**Action item:**
Read through the listing below and copy each line in which the word "bytes" occurs.

**Data:**
//! Reading a compressed stream from `std::io::Read`.
//!
//! There is no framing in LZO1X, so this is deliberately thin: drain the
//! reader (optionally bounded), then hand the bytes to the block decoder.

use crate::block::{decompress, DecompressError, DecompressOptions};
use std::fmt;
use std::io;
use std::io::Read;
use std::vec::Vec;

/// Errors from [`decompress_from_reader`].
#[derive(Debug)]
#[non_exhaustive]
pub enum StreamError {
    /// Reading from the source failed.
    Io(io::Error),
    /// The drained bytes did not decode.
    Decompress(DecompressError),
}

impl fmt::Display for StreamError {
    fn fmt(&self, f: &mut fmt::Formatter<'_>) -> fmt::Result {
        match self {
            StreamError::Io(err) => write!(f, "read failed: {err}"),
            StreamError::Decompress(err) => write!(f, "decompression failed: {err}"),
        }
    }
}

impl std::error::Error for StreamError {
    fn source(&self) -> Option<&(dyn std::error::Error + 'static)> {
        match self {
            StreamError::Io(err) => Some(err),
            StreamError::Decompress(err) => Some(err),
        }
    }
}

impl From<io::Error> for StreamError {
    fn from(err: io::Error) -> Self {
        StreamError::Io(err)
    }
}

impl From<DecompressError> for StreamError {
    fn from(err: DecompressError) -> Self {
        StreamError::Decompress(err)
    }
}

/// Reads the whole stream from `reader` and decompresses it.
///
/// With `opts.max_input_size > 0` the reader is cut off one byte past the
/// bound, and exceeding it fails with
/// [`DecompressError::InputTooLarge`] instead of buffering an unbounded
/// amount of input.
pub fn decompress_from_reader<R: Read>(
    reader: R,
    opts: &DecompressOptions,
) -> Result<Vec<u8>, StreamError> {
    let mut src = Vec::new();

    if opts.max_input_size > 0 {
        let limit = (opts.max_input_size as u64).saturating_add(1);
        reader.take(limit).read_to_end(&mut src)?;
        if src.len() > opts.max_input_size {
            return Err(DecompressError::InputTooLarge.into());
        }
    } else {
        let mut reader = reader;
        reader.read_to_end(&mut src)?;
    }

    Ok(decompress(&src, opts.out_len)?)
}
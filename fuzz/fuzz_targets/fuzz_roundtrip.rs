#![no_main]
use libfuzzer_sys::fuzz_target;

use lzo_flex::{compress, decompress};

fuzz_target!(|input: (&[u8], u8)| {
    let (data, level) = input;
    let compressed = compress(data, (level % 10) as i32).unwrap();
    let decompressed = decompress(&compressed, data.len()).unwrap();
    assert_eq!(data, decompressed);
});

**Answer section:**
//! reader (optionally bounded), then hand the bytes to the block decoder.
    /// The drained bytes did not decode.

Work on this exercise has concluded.